US 12,149,401 B2
Identifying persistent anomalies for failure prediction
Seema Nagar, Bangalore (IN); Pooja Aggarwal, Bengaluru (IN); Dipanwita Guhathakurta, Kolkata (IN); Rohan R Arora, Danbury, CT (US); Amitkumar Manoharrao Paradkar, Mohegan Lake, NY (US); Larisa Shwartz, Greenwich, CT (US); Bing Zhou, Rye, NY (US); and Noah Zheutlin, White Plains, NY (US)
Assigned to International Business Machines Corporation, Armonk, NY (US)
Filed by International Business Machines Corporation, Armonk, NY (US)
Filed on Nov. 23, 2021, as Appl. No. 17/456,168.

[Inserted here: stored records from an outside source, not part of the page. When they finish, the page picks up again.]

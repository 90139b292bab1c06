use std::env;
use std::str::FromStr;

use log::warn;

use crate::error::{Error, Result};
use crate::grid::Grid;

#[derive(Debug, Clone, Copy, PartialEq, Eq)]
pub struct Rgb(pub u8, pub u8, pub u8);

pub const SCREEN_WIDTH: i32 = 640;
pub const SCREEN_HEIGHT: i32 = 480;
pub const GRID_SIZE: i32 = 20;

/// Ticks per second.
pub const SPEED: u32 = 10;

pub const BOARD_BACKGROUND_COLOR: Rgb = Rgb(0, 0, 0);
pub const BORDER_COLOR: Rgb = Rgb(93, 216, 228);
pub const FOOD_COLOR: Rgb = Rgb(255, 0, 0);
pub const SNAKE_COLOR: Rgb = Rgb(0, 255, 0);

const SPEED_VAR: &str = "SNAKE_SPEED";
const CELL_BORDERS_VAR: &str = "SNAKE_CELL_BORDERS";

#[derive(Debug, Clone, PartialEq)]
pub struct Config {
    pub screen_width: i32,
    pub screen_height: i32,
    pub grid_size: i32,
    pub speed: u32,
    pub background: Rgb,
    pub border: Rgb,
    pub food_color: Rgb,
    pub snake_color: Rgb,
    /// Outline every filled cell with the border color.
    pub cell_borders: bool,
}

impl Default for Config {
    fn default() -> Self {
        Config {
            screen_width: SCREEN_WIDTH,
            screen_height: SCREEN_HEIGHT,
            grid_size: GRID_SIZE,
            speed: SPEED,
            background: BOARD_BACKGROUND_COLOR,
            border: BORDER_COLOR,
            food_color: FOOD_COLOR,
            snake_color: SNAKE_COLOR,
            cell_borders: true,
        }
    }
}

impl Config {
    /// Defaults with `SNAKE_SPEED` and `SNAKE_CELL_BORDERS` applied on top.
    pub fn from_env() -> Self {
        let mut config = Config::default();
        if let Some(speed) = read_var(SPEED_VAR) {
            config.speed = speed;
        }
        if let Some(borders) = read_var(CELL_BORDERS_VAR) {
            config.cell_borders = borders;
        }
        config
    }

    /// Checks the configuration and builds the board geometry from it.
    pub fn grid(&self) -> Result<Grid> {
        if self.speed == 0 {
            return Err(Error::InvalidConfig("tick rate must be at least 1"));
        }
        Grid::new(self.screen_width, self.screen_height, self.grid_size)
    }
}

fn read_var<T: FromStr>(name: &str) -> Option<T> {
    let raw = env::var(name).ok()?;
    match raw.trim().parse() {
        Ok(value) => Some(value),
        Err(_) => {
            warn!("ignoring {}={:?}, not a valid value", name, raw);
            None
        }
    }
}

#[cfg(test)]
mod tests {
    use super::*;

    #[test]
    fn default_builds_the_board() {
        let grid = Config::default().grid().unwrap();
        assert_eq!((grid.columns(), grid.rows()), (32, 24));
    }

    #[test]
    fn misaligned_board_is_rejected() {
        let config = Config { screen_width: 630, ..Config::default() };
        assert!(matches!(config.grid(), Err(Error::Misaligned { dimension: "width", .. })));
    }

    #[test]
    fn zero_speed_is_rejected() {
        let config = Config { speed: 0, ..Config::default() };
        assert!(matches!(config.grid(), Err(Error::InvalidConfig(_))));
    }

    #[test]
    fn env_overrides() {
        env::set_var(SPEED_VAR, "15");
        env::set_var(CELL_BORDERS_VAR, "not-a-bool");
        let config = Config::from_env();
        env::remove_var(SPEED_VAR);
        env::remove_var(CELL_BORDERS_VAR);

        assert_eq!(config.speed, 15);
        assert!(config.cell_borders);
    }
}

Prior Publication US 2023/0164035 A1, May 25, 2023
Int. Cl. H04L 41/0631 (2022.01); G06N 3/02 (2006.01); H04L 41/14 (2022.01); H04L 41/147 (2022.01); H04L 41/16 (2022.01); H04L 43/06 (2022.01)

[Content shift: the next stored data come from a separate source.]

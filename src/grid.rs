use std::fmt;

use crate::error::{Error, Result};

/// Top-left pixel corner of a board cell.
#[derive(Debug, Clone, Copy, PartialEq, Eq, Hash)]
pub struct Position {
    pub x: i32,
    pub y: i32,
}

impl Position {
    pub fn new(x: i32, y: i32) -> Self {
        Position { x, y }
    }
}

impl fmt::Display for Position {
    fn fmt(&self, f: &mut fmt::Formatter) -> fmt::Result {
        write!(f, "({}, {})", self.x, self.y)
    }
}

/// Board geometry, measured in pixels. Both dimensions are exact multiples
/// of the cell size.
#[derive(Debug, Clone, Copy, PartialEq, Eq)]
pub struct Grid {
    width: i32,
    height: i32,
    cell_size: i32,
}

impl Grid {
    pub fn new(width: i32, height: i32, cell_size: i32) -> Result<Self> {
        if cell_size <= 0 {
            return Err(Error::InvalidConfig("cell size must be positive"));
        }
        if width <= 0 || height <= 0 {
            return Err(Error::InvalidConfig("board dimensions must be positive"));
        }
        if width % cell_size != 0 {
            return Err(Error::Misaligned { dimension: "width", value: width, cell_size });
        }
        if height % cell_size != 0 {
            return Err(Error::Misaligned { dimension: "height", value: height, cell_size });
        }

        Ok(Grid { width, height, cell_size })
    }

    pub fn cell_size(&self) -> i32 {
        self.cell_size
    }

    pub fn columns(&self) -> i32 {
        self.width / self.cell_size
    }

    pub fn rows(&self) -> i32 {
        self.height / self.cell_size
    }

    pub fn cell_count(&self) -> usize {
        self.columns() as usize * self.rows() as usize
    }

    /// The cell the snake starts from, snapped down onto the grid when the
    /// column or row count is odd.
    pub fn center(&self) -> Position {
        Position::new(
            self.columns() / 2 * self.cell_size,
            self.rows() / 2 * self.cell_size,
        )
    }

    pub fn contains(&self, pos: Position) -> bool {
        pos.x >= 0
            && pos.y >= 0
            && pos.x < self.width
            && pos.y < self.height
            && pos.x % self.cell_size == 0
            && pos.y % self.cell_size == 0
    }

    /// Moves `pos` one cell along `delta`, re-entering on the opposite edge
    /// when it leaves the board.
    pub fn wrap(&self, pos: Position, delta: (i32, i32)) -> Position {
        Position::new(
            (pos.x + delta.0 * self.cell_size).rem_euclid(self.width),
            (pos.y + delta.1 * self.cell_size).rem_euclid(self.height),
        )
    }

    /// All cells, row by row.
    pub fn cells(&self) -> impl Iterator<Item = Position> {
        let (columns, rows, size) = (self.columns(), self.rows(), self.cell_size);
        (0..rows).flat_map(move |row| (0..columns).map(move |col| Position::new(col * size, row * size)))
    }

    /// Column and row of the cell at `pos`.
    pub fn cell_index(&self, pos: Position) -> (i32, i32) {
        (pos.x / self.cell_size, pos.y / self.cell_size)
    }
}
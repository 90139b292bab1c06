use std::fmt;

#[derive(Debug, Clone, PartialEq, Eq)]
pub enum Error {
    /// Every cell of the board is occupied, food has nowhere to go.
    Exhausted { cells: usize },
    /// A board dimension does not divide evenly into cells.
    Misaligned { dimension: &'static str, value: i32, cell_size: i32 },
    InvalidConfig(&'static str),
}

pub type Result<T> = std::result::Result<T, Error>;

impl fmt::Display for Error {
    fn fmt(&self, f: &mut fmt::Formatter) -> fmt::Result {
        match self {
            Error::Exhausted { cells } => {
                write!(f, "no free cell left for food, all {} cells are occupied", cells)
            }
            Error::Misaligned { dimension, value, cell_size } => write!(
                f,
                "board {} of {} is not a multiple of the cell size {}",
                dimension, value, cell_size
            ),
            Error::InvalidConfig(reason) => write!(f, "invalid configuration: {}", reason),
        }
    }
}

impl std::error::Error for Error {}
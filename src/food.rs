use std::collections::HashSet;

use rand::seq::SliceRandom;
use rand::Rng;

use crate::config::Rgb;
use crate::error::{Error, Result};
use crate::grid::{Grid, Position};
use crate::render::{Frame, Renderable};

/// Blind draws tried before falling back to scanning the whole board.
const SAMPLE_ATTEMPTS: usize = 32;

#[derive(Debug, Clone)]
pub struct Food {
    position: Position,
    color: Rgb,
    border: bool,
}

impl Food {
    /// Places new food on a cell outside `occupied`.
    pub fn new<R: Rng + ?Sized>(
        grid: &Grid,
        occupied: &HashSet<Position>,
        rng: &mut R,
        color: Rgb,
        border: bool,
    ) -> Result<Self> {
        let mut food = Food { position: grid.center(), color, border };
        food.relocate(grid, occupied, rng)?;
        Ok(food)
    }

    pub fn position(&self) -> Position {
        self.position
    }

    /// Moves the food to a uniformly random free cell and returns it.
    pub fn relocate<R: Rng + ?Sized>(
        &mut self,
        grid: &Grid,
        occupied: &HashSet<Position>,
        rng: &mut R,
    ) -> Result<Position> {
        self.position = free_cell(grid, occupied, rng)?;
        Ok(self.position)
    }
}

fn free_cell<R: Rng + ?Sized>(grid: &Grid, occupied: &HashSet<Position>, rng: &mut R) -> Result<Position> {
    let size = grid.cell_size();

    for _ in 0..SAMPLE_ATTEMPTS {
        let pos = Position::new(
            rng.gen_range(0..grid.columns()) * size,
            rng.gen_range(0..grid.rows()) * size,
        );
        if !occupied.contains(&pos) {
            return Ok(pos);
        }
    }

    // Crowded board, pick among what is actually left.
    let free: Vec<Position> = grid.cells().filter(|pos| !occupied.contains(pos)).collect();
    free.choose(rng)
        .copied()
        .ok_or(Error::Exhausted { cells: grid.cell_count() })
}

impl Renderable for Food {
    fn draw(&self, frame: &mut Frame) {
        frame.fill(self.position, self.color, self.border);
    }
}

#[cfg(test)]
mod tests {
    use super::*;
    use crate::config::FOOD_COLOR;
    use rand::rngs::StdRng;
    use rand::SeedableRng;

    #[test]
    fn never_lands_on_occupied_cells() {
        let grid = Grid::new(100, 100, 20).unwrap();
        let mut rng = StdRng::seed_from_u64(3);
        let occupied: HashSet<Position> = grid.cells().take(20).collect();
        let mut food = Food::new(&grid, &occupied, &mut rng, FOOD_COLOR, true).unwrap();

        for _ in 0..200 {
            let pos = food.relocate(&grid, &occupied, &mut rng).unwrap();
            assert!(!occupied.contains(&pos));
            assert!(grid.contains(pos));
            assert_eq!(food.position(), pos);
        }
    }

    #[test]
    fn finds_the_last_free_cell() {
        let grid = Grid::new(100, 100, 20).unwrap();
        let mut rng = StdRng::seed_from_u64(9);
        let last = Position::new(60, 80);
        let occupied: HashSet<Position> = grid.cells().filter(|p| *p != last).collect();

        let food = Food::new(&grid, &occupied, &mut rng, FOOD_COLOR, true).unwrap();
        assert_eq!(food.position(), last);
    }

    #[test]
    fn full_board_is_exhausted() {
        let grid = Grid::new(60, 40, 20).unwrap();
        let mut rng = StdRng::seed_from_u64(0);
        let occupied: HashSet<Position> = grid.cells().collect();

        let err = Food::new(&grid, &occupied, &mut rng, FOOD_COLOR, true).unwrap_err();
        assert_eq!(err, Error::Exhausted { cells: 6 });
    }

    #[test]
    fn draws_one_cell() {
        let grid = Grid::new(60, 40, 20).unwrap();
        let mut rng = StdRng::seed_from_u64(0);
        let food = Food::new(&grid, &HashSet::new(), &mut rng, FOOD_COLOR, false).unwrap();

        let mut frame = Frame::new(Rgb(0, 0, 0), Rgb(0, 0, 0));
        food.draw(&mut frame);
        assert_eq!(frame.cells.len(), 1);
        assert_eq!(frame.cells[0].position, food.position());
        assert_eq!(frame.cells[0].color, FOOD_COLOR);
        assert!(!frame.cells[0].border);
    }
}
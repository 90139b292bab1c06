pub mod config;
pub mod error;
pub mod food;
pub mod game;
pub mod grid;
pub mod input;
pub mod render;
pub mod snake;
pub mod term;

pub type TermInt = u16;
pub type Coords = (u16, u16);
use crossterm::event::KeyCode;

use crate::snake::Direction;

/// Raw events, as delivered by the terminal.
#[derive(Debug, Clone, Copy, PartialEq, Eq)]
pub enum InputEvent {
    Quit,
    KeyPress(KeyCode),
}

#[derive(Debug, Clone, Copy, PartialEq, Eq)]
pub enum Action {
    Turn(Direction),
    Quit,
}

/// Source of the events queued since the last tick. Must not block.
pub trait InputSource {
    fn poll_events(&mut self) -> color_eyre::Result<Vec<InputEvent>>;
}

pub fn key_direction(code: KeyCode) -> Option<Direction> {
    match code {
        KeyCode::Up => Some(Direction::Up),
        KeyCode::Down => Some(Direction::Down),
        KeyCode::Left => Some(Direction::Left),
        KeyCode::Right => Some(Direction::Right),
        _ => None,
    }
}

/// Turns a raw event into an action. Unknown keys and reversals of
/// `current` yield nothing.
pub fn translate(event: InputEvent, current: Direction) -> Option<Action> {
    match event {
        InputEvent::Quit => Some(Action::Quit),
        InputEvent::KeyPress(code) => key_direction(code)
            .filter(|dir| *dir != current.opposite())
            .map(Action::Turn),
    }
}
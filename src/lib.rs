#![cfg(target_arch = "wasm32")]
//! Ambient sound mixing engine for the Soundscapes page.
//!
//! The UI (knobs, presets, themes) lives in the host page and talks to the
//! engine only through [`SoundscapeEngine`]: `unlock()` from a user gesture,
//! then `setLayer`/`setMaster` with volumes in [0, 1].

use std::cell::RefCell;
use std::rc::Rc;
use wasm_bindgen::prelude::*;
use wasm_bindgen_futures::future_to_promise;

pub mod core;
mod engine;

use crate::core::LayerId;
use engine::Mixer;

#[wasm_bindgen(start)]
pub fn start() -> Result<(), JsValue> {
    console_error_panic_hook::set_once();
    console_log::init_with_level(log::Level::Info).ok();
    log::info!("soundscapes-audio starting");
    Ok(())
}

/// Handle to the page's single mixing engine. Constructed once by the
/// composition point and passed to UI collaborators; there is no hidden
/// global instance.
#[wasm_bindgen]
pub struct SoundscapeEngine {
    inner: Rc<RefCell<Mixer>>,
}

#[wasm_bindgen]
impl SoundscapeEngine {
    #[wasm_bindgen(constructor)]
    pub fn new() -> SoundscapeEngine {
        SoundscapeEngine {
            inner: Rc::new(RefCell::new(Mixer::new())),
        }
    }

    /// One-time unlock; call from a user-gesture handler. Resolves `true`
    /// once the context is up and all buffers have been requested; rejects
    /// only if the platform has no audio support.
    pub fn unlock(&self) -> js_sys::Promise {
        let inner = self.inner.clone();
        future_to_promise(async move {
            engine::unlock(inner)
                .await
                .map(|_| JsValue::TRUE)
                .map_err(|e| JsValue::from_str(&e.to_string()))
        })
    }

    /// Set one layer's volume (0..1). Unknown names and calls before unlock
    /// are silent no-ops.
    #[wasm_bindgen(js_name = setLayer)]
    pub fn set_layer(&self, name: &str, v01: f32) {
        let Some(id) = LayerId::from_key(name) else {
            return;
        };
        engine::set_layer(&self.inner, id, v01);
    }

    /// Set the master volume (0..1, linear). No-op before unlock.
    #[wasm_bindgen(js_name = setMaster)]
    pub fn set_master(&self, v01: f32) {
        engine::set_master(&self.inner, v01);
    }

    #[wasm_bindgen(getter)]
    pub fn unlocked(&self) -> bool {
        self.inner.borrow().unlocked()
    }

    /// Whether a layer is currently audible (debug/UI affordance).
    #[wasm_bindgen(js_name = isPlaying)]
    pub fn is_playing(&self, name: &str) -> bool {
        LayerId::from_key(name)
            .map(|id| self.inner.borrow().layer_playing(id))
            .unwrap_or(false)
    }
}

impl Default for SoundscapeEngine {
    fn default() -> Self {
        Self::new()
    }
}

CPC H04L 41/064 (2013.01) [G06N 3/02 (2013.01); H04L 41/145 (2013.01); H04L 41/147 (2013.01); H04L 41/16 (2013.01); H04L 43/06 (2013.01)] 24 Claims
OG exemplary drawing
 
1. A computer-implemented method for identifying persistent anomalies for failure prediction, the method comprising:
receiving a time series data stream;
receiving a predetermined number N and a predetermined number M which is a fraction of N, wherein N and M are positive integers;
segmenting the time series data stream into N consecutive sliding windows;
performing supervised persistent anomaly detection to determine whether anomalies across the N consecutive sliding windows are persistent, based on a prediction that labels that arm indicative of an outage occurrence are in at least M sliding windows, by using a binary classification model;
performing unsupervised persistent anomaly detection to determine whether the anomalies across the N consecutive sliding windows are persistent, based on clustering the anomalies and growth of clusters of the anomalies in at least M sliding windows; and
combining results of the supervised persistent anomaly detection and results of the unsupervised persistent anomaly detection to determine persistent anomalies.